>>>>>
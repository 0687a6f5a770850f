#![forbid(unsafe_code)]

//! Axis-aligned bounding extents.
//!
//! An [`Extent`] is a cheap, fixed-size summary of a coordinate array. Two
//! different shapes can share an extent, so it is only ever used to prove
//! inequality quickly.
//!
//! The empty extent is `[+inf, +inf, -inf, -inf]`; extending it with any
//! position yields that position's degenerate box.

use crate::coords::{Coordinates, Position};

/// Bounding box `[min_x, min_y, max_x, max_y]`.
#[derive(Debug, Clone, Copy, PartialEq)]
#[cfg_attr(feature = "serde", derive(serde::Serialize, serde::Deserialize))]
pub struct Extent {
    pub min_x: f64,
    pub min_y: f64,
    pub max_x: f64,
    pub max_y: f64,
}

impl Default for Extent {
    fn default() -> Self {
        Self::empty()
    }
}

impl Extent {
    /// Create an extent from its corners.
    #[must_use]
    pub const fn new(min_x: f64, min_y: f64, max_x: f64, max_y: f64) -> Self {
        Self {
            min_x,
            min_y,
            max_x,
            max_y,
        }
    }

    /// The extent containing nothing.
    #[must_use]
    pub const fn empty() -> Self {
        Self::new(
            f64::INFINITY,
            f64::INFINITY,
            f64::NEG_INFINITY,
            f64::NEG_INFINITY,
        )
    }

    /// Bounding box of every position in `coords`.
    #[must_use]
    pub fn of(coords: &Coordinates) -> Self {
        let mut extent = Self::empty();
        coords.for_each_position(|p| extent.extend_position(*p));
        extent
    }

    /// True if no position has been added.
    #[must_use]
    pub fn is_empty(&self) -> bool {
        self.max_x < self.min_x || self.max_y < self.min_y
    }

    /// Grow to include `p`.
    pub fn extend_position(&mut self, p: Position) {
        self.min_x = self.min_x.min(p[0]);
        self.min_y = self.min_y.min(p[1]);
        self.max_x = self.max_x.max(p[0]);
        self.max_y = self.max_y.max(p[1]);
    }

    /// Grow to include `other`.
    pub fn extend(&mut self, other: &Extent) {
        if other.is_empty() {
            return;
        }
        self.extend_position([other.min_x, other.min_y]);
        self.extend_position([other.max_x, other.max_y]);
    }

    #[must_use]
    pub fn width(&self) -> f64 {
        if self.is_empty() {
            0.0
        } else {
            self.max_x - self.min_x
        }
    }

    #[must_use]
    pub fn height(&self) -> f64 {
        if self.is_empty() {
            0.0
        } else {
            self.max_y - self.min_y
        }
    }

    /// Midpoint of the box, `None` when empty.
    #[must_use]
    pub fn center(&self) -> Option<Position> {
        if self.is_empty() {
            return None;
        }
        Some([
            (self.min_x + self.max_x) / 2.0,
            (self.min_y + self.max_y) / 2.0,
        ])
    }

    /// Inclusive containment test.
    #[must_use]
    pub fn contains_position(&self, p: Position) -> bool {
        p[0] >= self.min_x && p[0] <= self.max_x && p[1] >= self.min_y && p[1] <= self.max_y
    }

    #[must_use]
    pub fn to_array(&self) -> [f64; 4] {
        [self.min_x, self.min_y, self.max_x, self.max_y]
    }
}

#[cfg(test)]
mod tests {
    use super::*;

    #[test]
    fn empty_extent_is_empty() {
        let e = Extent::empty();
        assert!(e.is_empty());
        assert_eq!(e.width(), 0.0);
        assert_eq!(e.center(), None);
        assert!(!e.contains_position([0.0, 0.0]));
    }

    #[test]
    fn point_extent_is_degenerate() {
        let e = Extent::of(&Coordinates::Point([3.0, -2.0]));
        assert!(!e.is_empty());
        assert_eq!(e.to_array(), [3.0, -2.0, 3.0, -2.0]);
        assert_eq!(e.width(), 0.0);
        assert!(e.contains_position([3.0, -2.0]));
    }

    #[test]
    fn polygon_extent_covers_all_rings() {
        let coords = Coordinates::Polygon(vec![
            vec![[0.0, 0.0], [4.0, 0.0], [4.0, 3.0], [0.0, 0.0]],
            vec![[1.0, 1.0], [2.0, 1.0], [1.0, 2.0], [1.0, 1.0]],
        ]);
        let e = Extent::of(&coords);
        assert_eq!(e.to_array(), [0.0, 0.0, 4.0, 3.0]);
        assert_eq!(e.center(), Some([2.0, 1.5]));
    }

    #[test]
    fn extend_ignores_empty() {
        let mut e = Extent::new(0.0, 0.0, 1.0, 1.0);
        e.extend(&Extent::empty());
        assert_eq!(e.to_array(), [0.0, 0.0, 1.0, 1.0]);
        e.extend(&Extent::new(-1.0, 0.5, 0.5, 2.0));
        assert_eq!(e.to_array(), [-1.0, 0.0, 1.0, 2.0]);
    }

    #[test]
    fn empty_extents_compare_equal() {
        assert_eq!(Extent::empty(), Extent::default());
    }
}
<<<<<
From the line containing "let mut e = Extent::new(0.0, 0.0, 1.0, 1.0);" down to the last line of the material, each line is to be retyped exactly; no other lines belong in the answer.

        let mut e = Extent::new(0.0, 0.0, 1.0, 1.0);
        e.extend(&Extent::empty());
        assert_eq!(e.to_array(), [0.0, 0.0, 1.0, 1.0]);
        e.extend(&Extent::new(-1.0, 0.5, 0.5, 2.0));
        assert_eq!(e.to_array(), [-1.0, 0.0, 1.0, 2.0]);
    }

    #[test]
    fn empty_extents_compare_equal() {
        assert_eq!(Extent::empty(), Extent::default());
    }
}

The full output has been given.